Please note: When I was driving, I fully drooled over a beautiful specimen walking at the lights. Forgot that he could see my eyes because I was wearing glasses not sunglasses. I turned into a full creep. I would have climbed him like a tree…its only day fucking 3.

Also: didn’t drink soft drink while drinking. Killing it.

No-Men-Bro

As it is the 1st November and the guys are getting their Moe’s tavern on, I have decided that I am going to give up sex for a month by participating in No-Men-Bro (I just made it up). My friend said I should document it, because I am a dirty freak and this month may actually be quite difficult/hilarious. I had decided last Friday because I am extremely over dramatic that I was not going to talk to the guy that I am in a extremely confusing friendship/fuck buddy/feelings filled whatever with, so that should make this easier. Maybe. So here we are Day 1. Sex 0. Contact with men 0,except by text. May have napped with my cat for most of the afternoon, but it is Sunday, so don’t judge me.This month’s mantra is “Do you, boo.” Which is what my friend constantly says to me. So yes, this month will be a self indulgent month to focus on important hippy things, like mind, body and soul, (also giving up all soft drink). Of course the honesty system does apply. But I am just assuming that Netflix will help, please god. So let’s see if it is like the episode of Seinfeld where George and Elaine both don’t have sex and George becomes really smart and Elaine becomes extremely dumb. I really hope that I’m George.

Feel free to comment and tell me if there is anything that you have/would/could give up for a month…

Just another night of losing bile and brain cells…

Last year, I slept with a dude that I went to high school with. He fed me by candlelight, told me that I had always been the one and then we made love on rose petals and we both cried when we came. Ewwww how boring is that?!? I nearly put myself to sleep. That wasn’t how the story went at all :/ I got a message from this dude I went to high school with, saying that we should catch up. We caught up for coffee in a hospital, which I guess is a kind of weird place to catch up,  spoke about people we knew and about old times. It was really lovely, he’s a great guy. Fast forward to an evening of hanging out, he slept over, zero funny business, lots of funny movies and cheap laughs. It had been such a long time since we had connected on any level and it was nice to know that we still liked each other as the adults that we had become (even though, let’s be real…I’m hardly an adult.)

The next catch up session things got a bit loose when there was a bottle of scotch brought over, a lot of music doco’s…yada yada yada another bottle down, I am not pleased to admit how we acquired the other bottle. But I drove us to get it, and then McDonalds…At the lights we pulled up next to a cop car and I thought my life was over, as me not driving would be like a Greek tragedy. But we made it home safely, the only accident we were involved in was my upholstery getting ruined by the Coke he spilt, but that turned out not to be a thang in the state that we were in.

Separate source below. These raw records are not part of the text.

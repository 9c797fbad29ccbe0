use super::daily::awareness_text;
use super::*;
use crate::i18n::Category;
use crate::scheduler::{Job, Notifier, SchedulerSettings};
use crate::testing::FakeChannel;
use async_trait::async_trait;
use chrono::{NaiveDate, NaiveTime, Utc};
use habit_core::{
    config::MemoryConfig,
    error::HabitError,
    language::Language,
    message::{CallbackQuery, IncomingMessage, Update},
};
use std::sync::atomic::{AtomicU64, Ordering};
use std::time::Duration;

const OWNER: i64 = 1000;
const USER: i64 = 42;
const CALLBACK_ERROR_TEXT: &str = "❌ Error changing language";

static TEST_COUNTER: AtomicU64 = AtomicU64::new(0);

struct NoopJob;

#[async_trait]
impl Job for NoopJob {
    fn name(&self) -> &str {
        "noop"
    }

    async fn run(&self) -> Result<(), HabitError> {
        Ok(())
    }
}

fn test_dir() -> std::path::PathBuf {
    let id = TEST_COUNTER.fetch_add(1, Ordering::Relaxed);
    let dir = std::env::temp_dir().join(format!(
        "__habitbot_gateway_test_{}_{id}__",
        std::process::id()
    ));
    let _ = std::fs::remove_dir_all(&dir);
    dir
}

async fn store_in(dir: &std::path::Path) -> Store {
    let config = MemoryConfig {
        db_path: dir.join("test.db").to_string_lossy().into_owned(),
    };
    Store::new(&config, chrono_tz::UTC).await.unwrap()
}

async fn test_store() -> Store {
    store_in(&test_dir()).await
}

fn locales() -> Arc<Locales> {
    Arc::new(Locales::load("/nonexistent/__habitbot__"))
}

fn gateway(channel: Arc<FakeChannel>, store: Store) -> Gateway {
    let locales = locales();
    let settings = SchedulerSettings {
        fire_time: NaiveTime::from_hms_opt(9, 0, 0).unwrap(),
        tz: chrono_tz::UTC,
        retry_attempts: 1,
        retry_delay: Duration::ZERO,
        poll_interval: Duration::from_secs(30),
    };
    let notifier = Notifier::new(channel.clone(), OWNER, locales.clone());
    let scheduler = Scheduler::new(settings, Arc::new(NoopJob), notifier);
    let config = TelegramConfig {
        bot_token: "test-token".to_string(),
        chat_id: OWNER,
        allowed_users: Vec::new(),
    };
    Gateway::new(channel, store, locales, scheduler, &config)
}

fn message(message_id: i64, sender_id: i64, text: &str) -> Update {
    Update::Message(IncomingMessage {
        id: uuid::Uuid::new_v4(),
        channel: "fake".to_string(),
        sender_id,
        sender_name: Some("Tester".to_string()),
        chat_id: sender_id,
        message_id,
        text: text.to_string(),
        timestamp: Utc::now(),
    })
}

fn language_button(id: &str, data: &str, message_id: Option<i64>) -> Update {
    Update::Callback(CallbackQuery {
        id: id.to_string(),
        sender_id: USER,
        chat_id: USER,
        message_id,
        data: data.to_string(),
    })
}

fn en(locales: &Locales, category: Category, key: &str) -> String {
    locales.text(Language::English, category, key, &[])
}

// --- receive loop ---

#[tokio::test]
async fn test_run_routes_updates_then_shuts_down() {
    let channel = Arc::new(FakeChannel::with_updates(vec![
        message(1, USER, "/start"),
        message(2, USER, "ugh, I did it"),
        message(3, USER, "good morning"),
    ]));
    let store = test_store().await;
    let gw = gateway(channel.clone(), store.clone());

    gw.run().await.unwrap();

    let sent = channel.sent.lock().unwrap().clone();
    assert_eq!(sent.len(), 3, "startup notice plus two replies: {sent:?}");
    assert_eq!(sent[0].chat_id, OWNER);
    assert!(sent[0].text.starts_with("🤖 Daily Message Bot started!"));

    assert_eq!(sent[1].reply_to, Some(1));
    assert_eq!(sent[1].text, en(&gw.locales, Category::Commands, "welcome"));
    assert_eq!(sent[2].reply_to, Some(2));
    assert!(sent[2].text.contains("Total times: 1"));

    assert!(channel.stopped.load(Ordering::SeqCst));
    assert!(!gw.scheduler.is_running().await);
    assert_eq!(store.get_total_count(USER).await.unwrap(), 1);
}

#[tokio::test]
async fn test_habit_phrases_use_sender_language() {
    let channel = Arc::new(FakeChannel::new());
    let store = test_store().await;
    let gw = gateway(channel.clone(), store.clone());

    gw.handle_update(message(1, USER, "فعلتها")).await;
    assert!(channel.sent.lock().unwrap().is_empty());

    store.set_user_language(USER, Language::Arabic).await.unwrap();
    gw.handle_update(message(2, USER, "فعلتها")).await;
    assert_eq!(channel.sent.lock().unwrap().len(), 1);
    assert_eq!(store.get_total_count(USER).await.unwrap(), 1);
}

#[tokio::test]
async fn test_language_prompt_reply_carries_keyboard() {
    let channel = Arc::new(FakeChannel::new());
    let gw = gateway(channel.clone(), test_store().await);

    gw.handle_update(message(5, USER, "/lang")).await;
    let reply = channel.last_sent().unwrap();
    assert_eq!(reply.reply_to, Some(5));
    assert_eq!(reply.keyboard.unwrap().rows[0].len(), 2);
}

#[tokio::test]
async fn test_command_error_sends_generic_reply() {
    let channel = Arc::new(FakeChannel::new());
    let store = test_store().await;
    store.record_entry(USER, None).await.unwrap();
    let gw = gateway(channel.clone(), store);

    channel.fail_documents.store(true, Ordering::SeqCst);
    gw.handle_update(message(9, USER, "/export")).await;

    let reply = channel.last_sent().unwrap();
    assert_eq!(reply.text, en(&gw.locales, Category::General, "error"));
    assert_eq!(reply.reply_to, Some(9));
}

// --- callbacks ---

#[tokio::test]
async fn test_language_callback_replaces_prompt() {
    let channel = Arc::new(FakeChannel::new());
    let store = test_store().await;
    let gw = gateway(channel.clone(), store.clone());

    gw.handle_update(language_button("cb1", "lang_arabic", Some(77)))
        .await;

    assert_eq!(*channel.deleted.lock().unwrap(), vec![(USER, 77)]);
    let confirmation = channel.last_sent().unwrap();
    assert_eq!(confirmation.chat_id, USER);
    assert_eq!(
        confirmation.text,
        gw.locales
            .text(Language::Arabic, Category::Language, "changed_to_arabic", &[])
    );
    assert_eq!(
        *channel.answered.lock().unwrap(),
        vec![("cb1".to_string(), None)]
    );
    assert_eq!(
        store.get_user_language(USER).await.unwrap(),
        Language::Arabic
    );
}

#[tokio::test]
async fn test_callback_without_message_still_confirms() {
    let channel = Arc::new(FakeChannel::new());
    let gw = gateway(channel.clone(), test_store().await);

    gw.handle_update(language_button("cb2", "lang_english", None))
        .await;

    assert!(channel.deleted.lock().unwrap().is_empty());
    assert_eq!(
        channel.last_sent().unwrap().text,
        en(&gw.locales, Category::Language, "changed_to_english")
    );
    assert_eq!(channel.answered.lock().unwrap().len(), 1);
}

#[tokio::test]
async fn test_unknown_callback_data_is_invalid_choice() {
    let channel = Arc::new(FakeChannel::new());
    let gw = gateway(channel.clone(), test_store().await);

    gw.handle_update(language_button("cb3", "lang_french", Some(1)))
        .await;
    assert_eq!(
        channel.last_sent().unwrap().text,
        en(&gw.locales, Category::Language, "invalid_choice")
    );
}

#[tokio::test]
async fn test_callback_confirms_when_store_is_unavailable() {
    let dir = test_dir();
    let store = store_in(&dir).await;
    store.close().await;
    std::fs::remove_dir_all(&dir).unwrap();

    let channel = Arc::new(FakeChannel::new());
    let gw = gateway(channel.clone(), store);
    gw.handle_update(language_button("cb5", "lang_arabic", Some(3)))
        .await;

    assert_eq!(*channel.deleted.lock().unwrap(), vec![(USER, 3)]);
    assert_eq!(
        channel.last_sent().unwrap().text,
        gw.locales
            .text(Language::Arabic, Category::Language, "changed_to_arabic", &[])
    );
    assert_eq!(
        *channel.answered.lock().unwrap(),
        vec![("cb5".to_string(), None)]
    );
}

#[tokio::test]
async fn test_callback_failure_answers_with_error() {
    let channel = Arc::new(FakeChannel::new());
    let gw = gateway(channel.clone(), test_store().await);

    channel.fail_next.store(1, Ordering::SeqCst);
    gw.handle_update(language_button("cb4", "lang_arabic", Some(3)))
        .await;

    assert_eq!(
        *channel.answered.lock().unwrap(),
        vec![("cb4".to_string(), Some(CALLBACK_ERROR_TEXT.to_string()))]
    );
}

// --- daily message ---

fn daily(
    channel: Arc<FakeChannel>,
    store: Store,
    tz: chrono_tz::Tz,
    include_date: bool,
) -> DailyMessage {
    DailyMessage::new(channel, store, locales(), OWNER, tz, include_date)
}

fn half_past(y: i32, m: u32, d: u32, h: u32) -> chrono::DateTime<Utc> {
    NaiveDate::from_ymd_opt(y, m, d)
        .unwrap()
        .and_hms_opt(h, 30, 0)
        .unwrap()
        .and_utc()
}

#[tokio::test]
async fn test_daily_without_date_is_plain_message() {
    let job = daily(Arc::new(FakeChannel::new()), test_store().await, chrono_tz::UTC, false);
    let text = job.compose_at(half_past(2024, 5, 1, 12)).await;
    assert!(!text.is_empty());
    assert!(!text.starts_with("📅"));
}

#[tokio::test]
async fn test_daily_with_date_and_no_entries() {
    let job = daily(Arc::new(FakeChannel::new()), test_store().await, chrono_tz::UTC, true);
    let text = job.compose_at(half_past(2024, 5, 1, 12)).await;
    assert!(text.starts_with("📅 May 01, 2024\n\n"), "{text}");
    assert!(!text.contains("of awareness"));
    assert!(!text.contains("new opportunity"));
}

#[tokio::test]
async fn test_daily_date_uses_timezone() {
    let job = daily(
        Arc::new(FakeChannel::new()),
        test_store().await,
        chrono_tz::Asia::Riyadh,
        true,
    );
    // 22:30 UTC is already the next day in Riyadh.
    let text = job.compose_at(half_past(2024, 5, 1, 22)).await;
    assert!(text.starts_with("📅 May 02, 2024\n\n"), "{text}");
}

#[tokio::test]
async fn test_daily_appends_awareness_in_owner_language() {
    let store = test_store().await;
    store.record_entry(OWNER, None).await.unwrap();
    let locales = locales();

    let job = daily(Arc::new(FakeChannel::new()), store.clone(), chrono_tz::UTC, true);
    let text = job.compose_at(Utc::now()).await;
    assert!(text.ends_with(&en(&locales, Category::Awareness, "new_opportunity")));

    store.set_user_language(OWNER, Language::Arabic).await.unwrap();
    let text = job.compose_at(Utc::now()).await;
    assert!(text.ends_with(&locales.text(
        Language::Arabic,
        Category::Awareness,
        "new_opportunity",
        &[]
    )));
}

#[test]
fn test_awareness_thresholds() {
    let locales = locales();
    let text = |days| awareness_text(&locales, Language::English, days);
    assert_eq!(text(0), en(&locales, Category::Awareness, "new_opportunity"));
    assert_eq!(text(1), en(&locales, Category::Awareness, "one_day"));
    assert_eq!(text(3), "\n\n💚 3 days of awareness. Stay mindful.");
    assert_eq!(text(6), "\n\n💚 6 days of awareness. Stay mindful.");
    assert_eq!(
        text(7),
        "\n\n🌟 7 days of awareness. You're building strong patterns!"
    );
    assert_eq!(
        text(30),
        "\n\n🌟 30 days of awareness. You're building strong patterns!"
    );
}

#[tokio::test]
async fn test_daily_job_sends_to_owner_chat() {
    let channel = Arc::new(FakeChannel::new());
    let store = test_store().await;
    let job = daily(channel.clone(), store.clone(), chrono_tz::UTC, true);

    job.run().await.unwrap();
    let sent = channel.last_sent().unwrap();
    assert_eq!(sent.chat_id, OWNER);
    assert!(sent.text.starts_with("📅 "));

    let logged = store.recent_sent_messages(10).await.unwrap();
    assert_eq!(logged.len(), 1);
    assert_eq!(logged[0].chat_id, OWNER);
}

#[tokio::test]
async fn test_daily_job_propagates_send_failure() {
    let channel = Arc::new(FakeChannel::new());
    let store = test_store().await;
    let job = daily(channel.clone(), store.clone(), chrono_tz::UTC, true);

    channel.fail_all.store(true, Ordering::SeqCst);
    assert!(job.run().await.is_err());
    assert!(store.recent_sent_messages(10).await.unwrap().is_empty());
}
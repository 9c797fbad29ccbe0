//! Information commands: /status, /next, /test.

use super::{CommandContext, Reply};
use crate::i18n::{Category, Locales};
use crate::scheduler::format_run_time;
use habit_core::{language::Language, message::OutgoingMessage};
use tracing::{error, info, warn};

/// Keys for the "today / yesterday / N days ago" suffix of a category.
pub(super) struct RelativeDayKeys {
    pub today: &'static str,
    pub yesterday: &'static str,
    pub days_ago: &'static str,
}

pub(super) const STATUS_DAYS: RelativeDayKeys = RelativeDayKeys {
    today: "today",
    yesterday: "yesterday",
    days_ago: "days_ago",
};

pub(super) fn relative_day(
    locales: &Locales,
    lang: Language,
    category: Category,
    keys: &RelativeDayKeys,
    days: i64,
) -> String {
    match days {
        0 => locales.text(lang, category, keys.today, &[]),
        1 => locales.text(lang, category, keys.yesterday, &[]),
        n => locales.text(lang, category, keys.days_ago, &[("days", &n.to_string())]),
    }
}

pub(super) async fn handle_status(ctx: &CommandContext<'_>, lang: Language) -> Reply {
    let t = |key: &str, params: &[(&str, &str)]| ctx.locales.text(lang, Category::Status, key, params);

    let Some(stats) = ctx.store.get_user_stats(ctx.sender_id).await else {
        return Reply::text(t("error_getting_stats", &[]));
    };

    let mut text = t("title", &[]);
    match &stats.last_entry {
        Some(entry) => {
            text.push_str(&t("last_entry", &[("date", &entry.entry_date.to_string())]));
            if let Some(days) = stats.days_since_last {
                text.push_str(&relative_day(
                    ctx.locales,
                    lang,
                    Category::Status,
                    &STATUS_DAYS,
                    days,
                ));
            }
        }
        None => text.push_str(&t("no_entries", &[])),
    }
    text.push_str(&t("total_entries", &[("count", &stats.total_count.to_string())]));

    let schedule = ctx.scheduler.status().await;
    let fire_time = schedule.fire_time.format("%H:%M").to_string();
    text.push_str(&t(
        "next_reminder",
        &[("time", &fire_time), ("timezone", schedule.timezone.name())],
    ));
    Reply::text(text)
}

pub(super) fn handle_next(ctx: &CommandContext<'_>, lang: Language) -> Reply {
    let next = format_run_time(&ctx.scheduler.next_run());
    Reply::text(
        ctx.locales
            .text(lang, Category::General, "next_reminder", &[("time", &next)]),
    )
}

/// Send the test message to the owner chat and report the result.
pub(super) async fn handle_test(ctx: &CommandContext<'_>, lang: Language) -> Reply {
    let message = ctx
        .locales
        .text(lang, Category::General, "test_message", &[]);
    let key = match ctx
        .channel
        .send(OutgoingMessage::text(ctx.owner_chat_id, message.clone()))
        .await
    {
        Ok(_) => {
            info!("test message sent to chat {}", ctx.owner_chat_id);
            if let Err(e) = ctx.store.log_sent_message(ctx.owner_chat_id, &message).await {
                warn!("failed to log sent message: {e}");
            }
            "test_sent"
        }
        Err(e) => {
            error!("test message failed: {e}");
            "test_failed"
        }
    };
    Reply::text(ctx.locales.text(lang, Category::General, key, &[]))
}
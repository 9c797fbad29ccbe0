//! The daily message job.

use crate::commands::resolve_lang;
use crate::i18n::{Category, Locales};
use crate::scheduler::Job;
use async_trait::async_trait;
use chrono::{DateTime, Utc};
use chrono_tz::Tz;
use habit_core::{
    error::HabitError, language::Language, message::OutgoingMessage, traits::Channel,
};
use habit_memory::Store;
use std::sync::Arc;
use tracing::{info, warn};

/// Sends a random daily message to the owner chat, in the owner's language.
pub struct DailyMessage {
    channel: Arc<dyn Channel>,
    store: Store,
    locales: Arc<Locales>,
    chat_id: i64,
    tz: Tz,
    include_date: bool,
}

impl DailyMessage {
    pub fn new(
        channel: Arc<dyn Channel>,
        store: Store,
        locales: Arc<Locales>,
        chat_id: i64,
        tz: Tz,
        include_date: bool,
    ) -> Self {
        Self {
            channel,
            store,
            locales,
            chat_id,
            tz,
            include_date,
        }
    }

    /// Message text as of `now`. The owner's user id is the chat id.
    pub(crate) async fn compose_at(&self, now: DateTime<Utc>) -> String {
        let lang = resolve_lang(&self.store, self.chat_id).await;
        let message = self.locales.daily_message(lang);
        if !self.include_date {
            return message;
        }

        let date = now.with_timezone(&self.tz).format("%B %d, %Y");
        let awareness = self
            .store
            .get_user_stats(self.chat_id)
            .await
            .and_then(|stats| stats.days_since_last)
            .map(|days| awareness_text(&self.locales, lang, days))
            .unwrap_or_default();
        format!("📅 {date}\n\n{message}{awareness}")
    }
}

/// Progress line for the number of days since the last entry.
pub(crate) fn awareness_text(locales: &Locales, lang: Language, days: i64) -> String {
    let days_param = days.to_string();
    let params = [("days", days_param.as_str())];
    let t = |key: &str, params: &[(&str, &str)]| locales.text(lang, Category::Awareness, key, params);
    match days {
        d if d <= 0 => t("new_opportunity", &[]),
        1 => t("one_day", &[]),
        2..=6 => t("few_days", &params),
        _ => t("many_days", &params),
    }
}

#[async_trait]
impl Job for DailyMessage {
    fn name(&self) -> &str {
        "daily message"
    }

    async fn run(&self) -> Result<(), HabitError> {
        let text = self.compose_at(Utc::now()).await;
        self.channel
            .send(OutgoingMessage::text(self.chat_id, text.clone()))
            .await?;
        info!("daily message sent to chat {}", self.chat_id);
        if let Err(e) = self.store.log_sent_message(self.chat_id, &text).await {
            warn!("failed to log sent message: {e}");
        }
        Ok(())
    }
}
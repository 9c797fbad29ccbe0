//! # habit-memory
//!
//! Persistent habit storage for habitbot (SQLite-backed).

pub mod store;

pub use store::{HabitEntry, Store, UserStats};
/// Split a long message into chunks of at most `max_len` bytes.
///
/// Prefers breaking after a newline; never splits inside a UTF-8 character.
pub(crate) fn split_message(text: &str, max_len: usize) -> Vec<&str> {
    if text.len() <= max_len {
        return vec![text];
    }

    let mut chunks = Vec::new();
    let mut start = 0;

    while start < text.len() {
        let mut end = (start + max_len).min(text.len());
        while !text.is_char_boundary(end) {
            end -= 1;
        }
        let break_at = if end < text.len() {
            text[start..end]
                .rfind('\n')
                .map(|i| start + i + 1)
                .unwrap_or(end)
        } else {
            end
        };
        chunks.push(&text[start..break_at]);
        start = break_at;
    }

    chunks
}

There was lots of reminiscing, maybe some dancing by the stereo. I thought I was feeling fine and I was alarmed that it was 7am, we had had 2 bottles and I was still coherent…nek minnit its 10.30am and I wake up alone in the bath…uh oh. I get out of the cold bath, and see vomit all over the floor of my room. FUUUUCCKKK. I feel like I’m going to die and I have no idea what happened to him. Or me. Or between us…I don’t feel violated at all, because I probably jumped him and forced my drunken self on his ass if anything did happen, I mean. Dammit! I’m too old for this shit. Moments from high school are rushing back and I haven’t changed since then. Something that no 28-year-old wants to admit to themself, while sitting on the cold floor, next to the toilet bowl. All I know is, I spewed everywhere, I’m naked, he is gone, his phone is off, I’m going to die from alcohol poisoning and shame and I have to back it up tonight with another party. This isn’t a “hehe I got so white girl wasted and blacked out hehe” ditzy lie. I seriously can’t remember those three hours and it never came back to me. I lost significant brain cells. He doesn’t return my calls for hours, I try to clean up the vomit…that smell (vomits in mouth) the most unfortunate part of the story is that I have to meet my parents in IKEA because I have missed our lunch date. There is no hot water, which I am really confused about, because that has never happened before and it is the worst time for it to happen.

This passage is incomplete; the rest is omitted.